O ponto geral de convergência de toda a obra revolucionaria, é, portanto a radical negação do Reino social do Divino Salvador. "Não queremos que Ele reine sabre nós!" "Não temos outro rei senão César!" Destarte, "o erro dominante, o crime capital deste século é a pretensão de subtrair a sociedade ao governo e à lei de Deus,... o princípio posto à base de todo o moderno edifício social, é o ateísmo da lei e das instituições. Que ele se disfarce sob os nomes de abstenção de neutralidade, de incompetência ou mesmo de igual proteção, que se vá até contradizê-lo por algumas disposições legislativas de detalhe ou por atos acidentais e secundários: o princípio de emancipação da sociedade humana em relação à ordem religiosa permanece no fundo das coisas; é a essência daquilo a que se dá o nome de tempos novos" (Cardeal Pie, Oeuvres, t. 7).

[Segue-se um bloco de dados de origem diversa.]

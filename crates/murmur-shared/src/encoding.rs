//! Serde adapters that write byte fields as base64 strings.
//!
//! JSON has no byte type; without these every key and ciphertext would be
//! written as an array of numbers.

use base64::engine::general_purpose::STANDARD;
use base64::Engine;
use serde::{de, Deserialize, Deserializer, Serializer};

pub mod bytes {
    use super::*;

    pub fn serialize<S: Serializer>(value: &[u8], serializer: S) -> Result<S::Ok, S::Error> {
        serializer.serialize_str(&STANDARD.encode(value))
    }

    pub fn deserialize<'de, D: Deserializer<'de>>(deserializer: D) -> Result<Vec<u8>, D::Error> {
        let s = String::deserialize(deserializer)?;
        STANDARD.decode(s.as_bytes()).map_err(de::Error::custom)
    }
}

pub mod array32 {
    use super::*;

    pub fn serialize<S: Serializer>(value: &[u8; 32], serializer: S) -> Result<S::Ok, S::Error> {
        serializer.serialize_str(&STANDARD.encode(value))
    }

    pub fn deserialize<'de, D: Deserializer<'de>>(deserializer: D) -> Result<[u8; 32], D::Error> {
        let bytes = super::bytes::deserialize(deserializer)?;
        <[u8; 32]>::try_from(bytes.as_slice())
            .map_err(|_| de::Error::invalid_length(bytes.len(), &"32 bytes"))
    }
}

pub mod option_array32 {
    use super::*;

    pub fn serialize<S: Serializer>(
        value: &Option<[u8; 32]>,
        serializer: S,
    ) -> Result<S::Ok, S::Error> {
        match value {
            Some(v) => serializer.serialize_some(&STANDARD.encode(v)),
            None => serializer.serialize_none(),
        }
    }

    pub fn deserialize<'de, D: Deserializer<'de>>(
        deserializer: D,
    ) -> Result<Option<[u8; 32]>, D::Error> {
        let s: Option<String> = Option::deserialize(deserializer)?;
        s.map(|s| {
            let bytes = STANDARD.decode(s.as_bytes()).map_err(de::Error::custom)?;
            <[u8; 32]>::try_from(bytes.as_slice())
                .map_err(|_| de::Error::invalid_length(bytes.len(), &"32 bytes"))
        })
        .transpose()
    }
}

#[cfg(test)]
mod tests {
    use serde::{Deserialize, Serialize};

    #[derive(Serialize, Deserialize, PartialEq, Debug)]
    struct Sample {
        #[serde(with = "super::bytes")]
        blob: Vec<u8>,
        #[serde(with = "super::array32")]
        key: [u8; 32],
        #[serde(with = "super::option_array32", default)]
        maybe: Option<[u8; 32]>,
    }

    #[test]
    fn test_fields_are_strings() {
        let s = Sample {
            blob: vec![1, 2, 3],
            key: [9u8; 32],
            maybe: None,
        };
        let json = serde_json::to_value(&s).unwrap();
        assert_eq!(json["blob"], "AQID");
        assert!(json["key"].is_string());
        assert!(json["maybe"].is_null());
        let back: Sample = serde_json::from_value(json).unwrap();
        assert_eq!(back, s);
    }

    #[test]
    fn test_missing_optional_defaults_to_none() {
        let json = serde_json::json!({ "blob": "", "key": base64_of(&[1u8; 32]) });
        let s: Sample = serde_json::from_value(json).unwrap();
        assert_eq!(s.maybe, None);
    }

    #[test]
    fn test_wrong_length_rejected() {
        let json = serde_json::json!({ "blob": "", "key": "AQID" });
        assert!(serde_json::from_value::<Sample>(json).is_err());
    }

    fn base64_of(data: &[u8]) -> String {
        use base64::Engine;
        base64::engine::general_purpose::STANDARD.encode(data)
    }
}
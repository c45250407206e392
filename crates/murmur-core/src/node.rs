//! The [`Node`]: one running installation.
//!
//! Bundles the registry, the local identity, the transport and the event
//! sink. Front ends call its public operations; the scheduler and the
//! inbound listener drive the protocol through it.

use std::collections::HashSet;
use std::sync::{Arc, Mutex, RwLock};
use std::time::Duration;

use serde::Serialize;
use tracing::{info, warn};

use murmur_net::Transport;
use murmur_shared::identity::Identity;
use murmur_shared::types::{ContactId, MessageId, PeerAddress, PeerKey};
use murmur_store::Database;

use crate::contact::{Contact, Registry, Stage};
use crate::error::{CoreError, Result};
use crate::events::{CoreEvent, EventSink};
use crate::message::TextMessage;
use crate::user::{self, User};

/// Poll interval while waiting for a contact to become idle.
const IDLE_POLL: Duration = Duration::from_millis(100);
/// Give up waiting for a busy contact after this long.
const IDLE_WAIT: Duration = Duration::from_secs(40);

pub struct Node {
    registry: Registry,
    name: String,
    identity: Identity,
    pub(crate) transport: Arc<dyn Transport>,
    pub(crate) events: Arc<dyn EventSink>,
    own_address: RwLock<Option<PeerAddress>>,
    in_flight: Mutex<HashSet<ContactId>>,
}

/// Marks a contact as being worked on until dropped.
pub struct Claim {
    node: Arc<Node>,
    id: ContactId,
}

impl Drop for Claim {
    fn drop(&mut self) {
        self.node
            .in_flight
            .lock()
            .unwrap_or_else(|e| e.into_inner())
            .remove(&self.id);
    }
}

#[derive(Debug, Clone, Serialize)]
pub struct ContactSummary {
    pub id: ContactId,
    pub name: String,
    pub address: PeerAddress,
    pub stage: Stage,
    pub unread: usize,
    pub pending: bool,
    pub in_work: bool,
}

#[derive(Debug, Clone, Serialize)]
pub struct Status {
    pub name: String,
    pub public_key: String,
    pub own_address: Option<PeerAddress>,
    pub in_flight: usize,
    pub contacts: Vec<ContactSummary>,
}

impl Node {
    /// Build a node over an unlocked store that already holds a user.
    pub fn new(
        db: Arc<Database>,
        transport: Arc<dyn Transport>,
        events: Arc<dyn EventSink>,
    ) -> Result<Arc<Self>> {
        let user = User::load(&db)?;
        let identity = user.identity()?;
        let own_address = user::load_own_address(&db)?;

        info!(
            name = %user.name,
            key = %identity.public_key().short(),
            address = ?own_address.as_ref().map(|a| a.short()),
            "node ready"
        );

        Ok(Arc::new(Self {
            registry: Registry::new(db),
            name: user.name,
            identity,
            transport,
            events,
            own_address: RwLock::new(own_address),
            in_flight: Mutex::new(HashSet::new()),
        }))
    }

    pub fn registry(&self) -> &Registry {
        &self.registry
    }

    pub fn name(&self) -> &str {
        &self.name
    }

    pub fn public_key(&self) -> PeerKey {
        self.identity.public_key()
    }

    pub(crate) fn identity(&self) -> &Identity {
        &self.identity
    }

    pub fn own_address(&self) -> Option<PeerAddress> {
        self.own_address
            .read()
            .unwrap_or_else(|e| e.into_inner())
            .clone()
    }

    /// Record the address the onion service publishes us under.
    pub fn set_own_address(&self, address: PeerAddress) -> Result<()> {
        user::save_own_address(self.registry.db(), &address)?;
        info!(address = %address.short(), "own address set");
        *self.own_address.write().unwrap_or_else(|e| e.into_inner()) = Some(address);
        Ok(())
    }

    // ------------------------------------------------------------------
    // In-flight tracking
    // ------------------------------------------------------------------

    /// Claim `id` for one unit of work; `None` if it is already claimed.
    pub fn try_claim(self: &Arc<Self>, id: ContactId) -> Option<Claim> {
        let inserted = self
            .in_flight
            .lock()
            .unwrap_or_else(|e| e.into_inner())
            .insert(id);
        inserted.then(|| Claim {
            node: Arc::clone(self),
            id,
        })
    }

    pub fn is_claimed(&self, id: ContactId) -> bool {
        self.in_flight
            .lock()
            .unwrap_or_else(|e| e.into_inner())
            .contains(&id)
    }

    fn in_flight_count(&self) -> usize {
        self.in_flight.lock().unwrap_or_else(|e| e.into_inner()).len()
    }

    // ------------------------------------------------------------------
    // Front-end operations
    // ------------------------------------------------------------------

    /// Add a contact from a pasted link; the scheduler introduces us.
    pub fn add_contact(&self, link: &str, hello: &str) -> Result<Contact> {
        let address = PeerAddress::parse(link)?;
        if self.own_address().as_ref() == Some(&address) {
            return Err(CoreError::DuplicateContact);
        }
        let contact = self.registry.create_from_link(address, hello)?;
        self.events.emit(CoreEvent::ContactAdded { contact: contact.id });
        Ok(contact)
    }

    /// Queue a text made of `lines` joined by newlines.
    pub fn send_text<S: AsRef<str>>(&self, contact: ContactId, lines: &[S]) -> Result<TextMessage> {
        let text = lines
            .iter()
            .map(AsRef::as_ref)
            .collect::<Vec<_>>()
            .join("\n");
        if text.trim().is_empty() {
            return Err(CoreError::EmptyMessage);
        }
        self.registry.append_local(contact, &text)
    }

    pub fn contacts(&self) -> Result<Vec<Contact>> {
        self.registry.contacts()
    }

    pub fn last_messages(&self, contact: ContactId, count: usize) -> Result<Vec<TextMessage>> {
        self.registry.last_messages(contact, count)
    }

    pub fn mark_viewed(&self, contact: ContactId, upto: MessageId) -> Result<()> {
        self.registry.mark_viewed(contact, upto)
    }

    pub fn unread_count(&self, contact: ContactId) -> Result<usize> {
        self.registry.unread_count(contact)
    }

    /// Wait until no delivery is running for `contact`, then drop its
    /// history.
    pub async fn clear_messages(&self, contact: ContactId) -> Result<()> {
        let deadline = tokio::time::Instant::now() + IDLE_WAIT;
        loop {
            let busy = self.is_claimed(contact) || self.registry.contact(contact)?.in_work();
            if !busy {
                break;
            }
            if tokio::time::Instant::now() >= deadline {
                return Err(CoreError::Busy(contact));
            }
            tokio::time::sleep(IDLE_POLL).await;
        }

        self.registry.clear_history(contact)?;
        self.events.emit(CoreEvent::HistoryCleared { contact });
        info!(contact = %contact, "history cleared");
        Ok(())
    }

    pub fn status(&self) -> Result<Status> {
        let contacts = self
            .registry
            .contacts()?
            .into_iter()
            .map(|c| {
                Ok(ContactSummary {
                    id: c.id,
                    name: c.display_name(),
                    unread: self.registry.unread_count(c.id)?,
                    stage: c.stage(),
                    pending: c.has_pending(),
                    in_work: c.in_work() || self.is_claimed(c.id),
                    address: c.address,
                })
            })
            .collect::<Result<Vec<_>>>()?;

        Ok(Status {
            name: self.name.clone(),
            public_key: self.public_key().short(),
            own_address: self.own_address(),
            in_flight: self.in_flight_count(),
            contacts,
        })
    }

    /// Log an absorbed failure; corruption also goes to the front end.
    pub(crate) fn absorb(&self, context: &'static str, contact: Option<ContactId>, err: &CoreError) {
        if err.is_corruption() {
            warn!(context, contact = ?contact, error = %err, "storage corruption");
            self.events.emit(CoreEvent::Error {
                message: format!("{context}: {err}"),
            });
        } else {
            warn!(context, contact = ?contact, error = %err, "step failed");
        }
    }
}
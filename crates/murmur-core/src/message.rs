//! Text messages: the per-contact outbox and inbox.
//!
//! Every contact owns one sub-table of `messages`. Locally authored messages
//! wait there until a delivery is acknowledged; the contact's
//! `first_unsent_message_id` points at the oldest one still waiting.

use std::collections::HashSet;

use chrono::{DateTime, Utc};
use serde::{Deserialize, Serialize};
use tracing::debug;

use murmur_shared::constants::RECORD_VERSION;
use murmur_shared::crypto;
use murmur_shared::protocol::DeliveredMessage;
use murmur_shared::types::{ContactId, GlobalId, MessageId};
use murmur_store::{tables, Key, StoreError};

use crate::contact::{Contact, Registry};
use crate::error::{CoreError, Result};
use crate::user::record_version;

#[derive(Debug, Clone, Serialize, Deserialize, PartialEq, Eq)]
pub struct TextMessage {
    #[serde(skip)]
    pub id: MessageId,
    #[serde(default = "record_version")]
    pub version: u32,
    pub global_id: GlobalId,
    pub created_by_me: bool,
    #[serde(default)]
    pub is_sent: bool,
    pub creation_time: DateTime<Utc>,
    #[serde(default)]
    pub sent_time: Option<DateTime<Utc>>,
    pub text: String,
}

impl TextMessage {
    fn global_id_for(text: &str, id: MessageId) -> GlobalId {
        let mut data = Vec::with_capacity(text.len() + 8);
        data.extend_from_slice(text.as_bytes());
        data.extend_from_slice(&id.0.to_le_bytes());
        GlobalId(crypto::hash(&data))
    }

    pub fn to_delivered(&self) -> DeliveredMessage {
        DeliveredMessage {
            global_id: self.global_id,
            time: self.creation_time,
            text: self.text.clone(),
        }
    }
}

fn with_ids(entries: std::collections::BTreeMap<u64, TextMessage>) -> Vec<TextMessage> {
    entries
        .into_iter()
        .map(|(id, mut m)| {
            m.id = MessageId(id);
            m
        })
        .collect()
}

impl Registry {
    /// Queue a locally authored message for delivery.
    pub fn append_local(&self, contact: ContactId, text: &str) -> Result<TextMessage> {
        let _outbox = self.outbox.lock().unwrap_or_else(|e| e.into_inner());
        let table = self.contact(contact)?.messages_table;

        let id = MessageId(self.db().next_id(tables::MESSAGES, Some(table))?);
        let message = TextMessage {
            id,
            version: RECORD_VERSION,
            global_id: TextMessage::global_id_for(text, id),
            created_by_me: true,
            is_sent: false,
            creation_time: Utc::now(),
            sent_time: None,
            text: text.to_string(),
        };
        self.db()
            .put_json(tables::MESSAGES, Some(table), Key::Id(id.0), &message)?;

        self.update_contact(contact, |c| {
            if c.first_unsent_message_id.is_none() {
                c.first_unsent_message_id = Some(id);
            }
            Ok(())
        })?;
        debug!(contact = %contact, message = %id, "message queued");
        Ok(message)
    }

    /// Store a batch received from the peer, skipping messages whose global
    /// id is already stored (or repeated within the batch). Returns the
    /// messages actually stored.
    pub fn append_received(
        &self,
        contact: &Contact,
        batch: Vec<DeliveredMessage>,
    ) -> Result<Vec<TextMessage>> {
        let _outbox = self.outbox.lock().unwrap_or_else(|e| e.into_inner());
        let table = contact.messages_table;
        let mut known: HashSet<GlobalId> = self
            .db()
            .list_json::<TextMessage>(tables::MESSAGES, Some(table))?
            .into_values()
            .map(|m| m.global_id)
            .collect();

        let mut stored = Vec::with_capacity(batch.len());
        for incoming in batch {
            if !known.insert(incoming.global_id) {
                debug!(contact = %contact.id, "duplicate message ignored");
                continue;
            }

            let id = MessageId(self.db().next_id(tables::MESSAGES, Some(table))?);
            let message = TextMessage {
                id,
                version: RECORD_VERSION,
                global_id: incoming.global_id,
                created_by_me: false,
                is_sent: true,
                creation_time: incoming.time,
                sent_time: Some(Utc::now()),
                text: incoming.text,
            };
            self.db()
                .put_json(tables::MESSAGES, Some(table), Key::Id(id.0), &message)?;
            stored.push(message);
        }
        Ok(stored)
    }

    /// Locally authored, undelivered messages starting at the contact's
    /// first unsent one.
    pub fn pending_messages(&self, contact: &Contact) -> Result<Vec<TextMessage>> {
        let Some(first) = contact.first_unsent_message_id else {
            return Ok(Vec::new());
        };
        let entries = self
            .db()
            .list_from_json::<TextMessage>(tables::MESSAGES, Some(contact.messages_table), first.0)?;
        Ok(with_ids(entries)
            .into_iter()
            .filter(|m| m.created_by_me && !m.is_sent)
            .collect())
    }

    /// Mark `delivered` as sent and move the contact's first-unsent pointer
    /// to the oldest message still waiting (or clear it).
    pub fn mark_delivered(&self, contact: ContactId, delivered: &[MessageId]) -> Result<()> {
        let _outbox = self.outbox.lock().unwrap_or_else(|e| e.into_inner());
        let current = self.contact(contact)?;
        let table = current.messages_table;
        let now = Utc::now();

        for id in delivered {
            let marked: Result<()> = self
                .db()
                .update(tables::MESSAGES, Some(table), Key::Id(id.0), |m: &mut TextMessage| {
                    m.is_sent = true;
                    m.sent_time = Some(now);
                    Ok(())
                });
            match marked {
                // Cleared while the delivery was in flight.
                Err(CoreError::Store(StoreError::NotFound)) => {}
                other => other?,
            }
        }

        let next = self.pending_messages(&current)?.first().map(|m| m.id);
        self.update_contact(contact, |c| {
            c.first_unsent_message_id = next;
            Ok(())
        })
    }

    /// Every message of the contact, oldest first.
    pub fn messages(&self, contact: ContactId) -> Result<Vec<TextMessage>> {
        let table = self.contact(contact)?.messages_table;
        Ok(with_ids(
            self.db().list_json::<TextMessage>(tables::MESSAGES, Some(table))?,
        ))
    }

    /// The `count` newest messages, oldest first.
    pub fn last_messages(&self, contact: ContactId, count: usize) -> Result<Vec<TextMessage>> {
        let table = self.contact(contact)?.messages_table;
        match self
            .db()
            .list_last_json::<TextMessage>(tables::MESSAGES, Some(table), count)
        {
            Ok((entries, _start)) => Ok(with_ids(entries)),
            Err(StoreError::EmptyTable) => Ok(Vec::new()),
            Err(e) => Err(e.into()),
        }
    }

    /// Drop the contact's history and reset its unsent and viewed markers.
    pub fn clear_history(&self, contact: ContactId) -> Result<()> {
        let _outbox = self.outbox.lock().unwrap_or_else(|e| e.into_inner());
        let table = self.contact(contact)?.messages_table;
        self.db().clear_table(tables::MESSAGES, Some(table))?;
        self.update_contact(contact, |c| {
            c.first_unsent_message_id = None;
            c.last_viewed_message_id = MessageId::default();
            Ok(())
        })
    }

    /// Record that the user has seen everything up to `upto`.
    pub fn mark_viewed(&self, contact: ContactId, upto: MessageId) -> Result<()> {
        self.update_contact(contact, |c| {
            c.last_viewed_message_id = c.last_viewed_message_id.max(upto);
            Ok(())
        })
    }

    /// Received messages newer than the last viewed one.
    pub fn unread_count(&self, contact: ContactId) -> Result<usize> {
        let current = self.contact(contact)?;
        let entries = self.db().list_from_json::<TextMessage>(
            tables::MESSAGES,
            Some(current.messages_table),
            current.last_viewed_message_id.0.saturating_add(1),
        )?;
        Ok(entries.values().filter(|m| !m.created_by_me).count())
    }
}
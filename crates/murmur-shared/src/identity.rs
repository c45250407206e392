use rand::rngs::OsRng;
use serde::{Deserialize, Serialize};
use x25519_dalek::{PublicKey, StaticSecret};

use crate::crypto;
use crate::error::{CryptoError, IdentityError};
use crate::types::PeerKey;

/// The local installation's key pair (X25519).
///
/// Peers seal handshake secrets to [`Identity::public_key`]; only this
/// identity can open them.
#[derive(Clone)]
pub struct Identity {
    secret: StaticSecret,
}

/// Serializable format for storing identity
#[derive(Serialize, Deserialize)]
pub struct IdentityExport {
    #[serde(with = "crate::encoding::array32")]
    pub secret_key: [u8; 32],
    #[serde(with = "crate::encoding::array32")]
    pub public_key: [u8; 32],
}

impl Identity {
    /// Generate a new random identity
    pub fn generate() -> Self {
        Self {
            secret: StaticSecret::random_from_rng(OsRng),
        }
    }

    pub fn from_secret_bytes(secret: [u8; 32]) -> Self {
        Self {
            secret: StaticSecret::from(secret),
        }
    }

    /// Restore identity from a serialized export, rejecting a mismatched pair.
    pub fn from_export(export: &IdentityExport) -> Result<Self, IdentityError> {
        let identity = Self::from_secret_bytes(export.secret_key);
        if identity.public_key().0 != export.public_key {
            return Err(IdentityError::InvalidKeyBytes);
        }
        Ok(identity)
    }

    pub fn public_key(&self) -> PeerKey {
        PeerKey(PublicKey::from(&self.secret).to_bytes())
    }

    pub fn to_export(&self) -> IdentityExport {
        IdentityExport {
            secret_key: self.secret.to_bytes(),
            public_key: self.public_key().0,
        }
    }

    /// Open a sealed box addressed to this identity.
    pub fn open(&self, sealed: &[u8]) -> Result<Vec<u8>, CryptoError> {
        crypto::open_sealed(&self.secret, sealed)
    }
}

impl std::fmt::Debug for Identity {
    fn fmt(&self, f: &mut std::fmt::Formatter<'_>) -> std::fmt::Result {
        f.debug_struct("Identity")
            .field("public_key", &self.public_key().short())
            .finish_non_exhaustive()
    }
}
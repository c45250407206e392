//! # murmurd
//!
//! Headless murmur node. Meant to sit behind a Tor onion service:
//! - the **inbound listener** takes peer requests forwarded by the service;
//! - the **scheduler** introduces, confirms keys and delivers queued text
//!   through the SOCKS proxy;
//! - every core event is written to the log.
//!
//! Configuration comes from the environment, see [`config::DaemonConfig`].

mod config;
mod startup;

use std::sync::Arc;
use std::time::Duration;

use tokio::sync::{broadcast, watch};
use tracing::{error, info, warn};
use tracing_subscriber::EnvFilter;

use murmur_core::{BroadcastSink, CoreEvent, Node, Scheduler};
use murmur_net::{build_router, HttpTransport, InboundHandler, Listener, RateLimiter};
use murmur_shared::types::PeerAddress;

use crate::config::DaemonConfig;

/// How often idle rate-limit buckets are swept, and how idle they must be.
const RATE_LIMIT_SWEEP: Duration = Duration::from_secs(300);
const RATE_LIMIT_IDLE: Duration = Duration::from_secs(600);

#[tokio::main]
async fn main() -> anyhow::Result<()> {
    // -----------------------------------------------------------------------
    // 1. Tracing (respects RUST_LOG)
    // -----------------------------------------------------------------------
    tracing_subscriber::fmt()
        .with_env_filter(
            EnvFilter::try_from_default_env()
                .unwrap_or_else(|_| EnvFilter::new("info,murmur_core=debug,murmur_net=debug")),
        )
        .init();

    info!("starting murmurd v{}", env!("CARGO_PKG_VERSION"));

    let config = DaemonConfig::from_env();
    info!(?config, "loaded configuration");

    // -----------------------------------------------------------------------
    // 2. Store and identity
    // -----------------------------------------------------------------------
    let db = startup::open_database(&config)?;
    startup::ensure_user(&db, &config)?;

    // -----------------------------------------------------------------------
    // 3. Node
    // -----------------------------------------------------------------------
    let transport = HttpTransport::new(config.socks_proxy.as_deref())?;
    if !transport.is_proxied() {
        warn!("no SOCKS proxy configured, peers are contacted directly");
    }
    let events = BroadcastSink::default();
    let node = Node::new(Arc::new(db), Arc::new(transport), Arc::new(events.clone()))?;

    if let Some(address) = &config.onion_address {
        node.set_own_address(PeerAddress::parse(address)?)?;
    } else if node.own_address().is_none() {
        warn!("own address unknown, introductions will wait for MURMUR_ONION_ADDRESS");
    }

    let status = node.status()?;
    info!(
        name = %status.name,
        key = %status.public_key,
        contacts = status.contacts.len(),
        pending = status.contacts.iter().filter(|c| c.pending).count(),
        "node status"
    );

    // -----------------------------------------------------------------------
    // 4. Background tasks
    // -----------------------------------------------------------------------
    let (stop, shutdown) = watch::channel(false);

    tokio::spawn(log_events(events.subscribe()));

    let limiter = RateLimiter::default();
    let sweeper = limiter.clone();
    tokio::spawn(async move {
        let mut interval = tokio::time::interval(RATE_LIMIT_SWEEP);
        loop {
            interval.tick().await;
            sweeper.purge_idle(RATE_LIMIT_IDLE).await;
        }
    });

    let listener = Listener::bind(config.listen_addr).await?;
    let handler: Arc<dyn InboundHandler> = node.clone();
    let mut server = tokio::spawn(listener.serve(build_router(handler, limiter), shutdown.clone()));

    let mut scheduler = tokio::spawn(Scheduler::with_tick(node.clone(), config.tick).run(shutdown));

    // -----------------------------------------------------------------------
    // 5. Run until Ctrl+C or a component gives up
    // -----------------------------------------------------------------------
    tokio::select! {
        result = &mut server => {
            error!(?result, "inbound listener exited");
        }
        result = &mut scheduler => {
            error!(?result, "scheduler exited");
        }
        _ = tokio::signal::ctrl_c() => {
            info!("received Ctrl+C, shutting down");
        }
    }

    // Let running jobs and requests finish.
    let _ = stop.send(true);
    if !server.is_finished() {
        let _ = server.await;
    }
    if !scheduler.is_finished() {
        let _ = scheduler.await;
    }

    info!("murmurd stopped");
    Ok(())
}

async fn log_events(mut rx: broadcast::Receiver<CoreEvent>) {
    loop {
        match rx.recv().await {
            Ok(CoreEvent::Error { message }) => error!(%message, "node error"),
            Ok(event) => info!(?event, "event"),
            Err(broadcast::error::RecvError::Lagged(skipped)) => {
                warn!(skipped, "event log fell behind");
            }
            Err(broadcast::error::RecvError::Closed) => break,
        }
    }
}
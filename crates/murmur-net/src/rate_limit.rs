//! Per-source token buckets in front of the inbound handlers.
//!
//! Requests forwarded by a local onion service all share the loopback
//! address, so in that deployment the limiter acts as one global budget.

use std::collections::HashMap;
use std::net::{IpAddr, SocketAddr};
use std::sync::Arc;
use std::time::{Duration, Instant};

use axum::{
    extract::{ConnectInfo, State},
    http::{Request, StatusCode},
    middleware::Next,
    response::Response,
};
use tokio::sync::Mutex;
use tracing::warn;

#[derive(Debug, Clone)]
struct Bucket {
    tokens: f64,
    refilled_at: Instant,
}

impl Bucket {
    fn full(capacity: f64) -> Self {
        Self {
            tokens: capacity,
            refilled_at: Instant::now(),
        }
    }

    fn take(&mut self, per_second: f64, capacity: f64) -> bool {
        let now = Instant::now();
        let elapsed = now.duration_since(self.refilled_at).as_secs_f64();
        self.refilled_at = now;
        self.tokens = (self.tokens + elapsed * per_second).min(capacity);

        if self.tokens < 1.0 {
            return false;
        }
        self.tokens -= 1.0;
        true
    }
}

/// Shared, cloneable limiter keyed by source IP.
#[derive(Clone)]
pub struct RateLimiter {
    buckets: Arc<Mutex<HashMap<IpAddr, Bucket>>>,
    per_second: f64,
    burst: f64,
}

impl RateLimiter {
    pub fn new(per_second: f64, burst: f64) -> Self {
        Self {
            buckets: Arc::new(Mutex::new(HashMap::new())),
            per_second,
            burst,
        }
    }

    /// Spend one token for `ip`. `false` means the request must be refused.
    pub async fn check(&self, ip: IpAddr) -> bool {
        let mut buckets = self.buckets.lock().await;
        buckets
            .entry(ip)
            .or_insert_with(|| Bucket::full(self.burst))
            .take(self.per_second, self.burst)
    }

    /// Forget sources idle for longer than `max_idle`.
    pub async fn purge_idle(&self, max_idle: Duration) {
        let now = Instant::now();
        self.buckets
            .lock()
            .await
            .retain(|_, bucket| now.duration_since(bucket.refilled_at) < max_idle);
    }
}

impl Default for RateLimiter {
    /// 20 requests per second sustained, bursts of 60.
    fn default() -> Self {
        Self::new(20.0, 60.0)
    }
}

pub async fn rate_limit_middleware(
    State(limiter): State<RateLimiter>,
    req: Request<axum::body::Body>,
    next: Next,
) -> Result<Response, StatusCode> {
    // Without connection info (in-process callers) there is nothing to key on.
    if let Some(ConnectInfo(addr)) = req.extensions().get::<ConnectInfo<SocketAddr>>().cloned() {
        if !limiter.check(addr.ip()).await {
            warn!(ip = %addr.ip(), path = %req.uri().path(), "inbound rate limit exceeded");
            return Err(StatusCode::TOO_MANY_REQUESTS);
        }
    }

    Ok(next.run(req).await)
}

Para não desertar de sua fé, como membro da Igreja Militante, deve o católico, portanto, lutar pela restauração do Reino de Cristo, como única via para a restauração da verdadeira civilização, que é a civilização cristã, a cidade católica. E se Jesus Cristo é Rei de toda a Criação, temos em Sua Mãe Santíssima a Rainha dos céus e da terra. Diz São Luiz Maria Grignion de Montfort que foi pela Santíssima Virgem que Jesus Cristo veio ao mundo, e é também por Ela que no mundo deve reinar. Essa devoção à humilde Virgem Maria, tão desprezada pelos orgulhosos inchados pela vã ciência do mundo, essa devoção se acha ligada de modo tal a toda a doutrina católica, que se pode dizer que ela é o último elo de uma cadeia de verdades cujo primeiro elo é o dogma de um Deus Criador, e é esse último elo que retém a sociedade humana ameaçada de cair no abismo do naturalismo e do comunismo. As mais graves questões, as mais vastas conseqüências de ordem humana e social dependem desses artigos de fé, desses pontos do dogma relegados para o interior dos santuários.
Neste mês do Rosário e da Festa de Cristo Rei, façamos subir até o trono da Mãe de Deus as nossas ardentes súplicas para que seja apressada para a humanidade sofredora a plena restauração do reinado de Seu Divino Filho.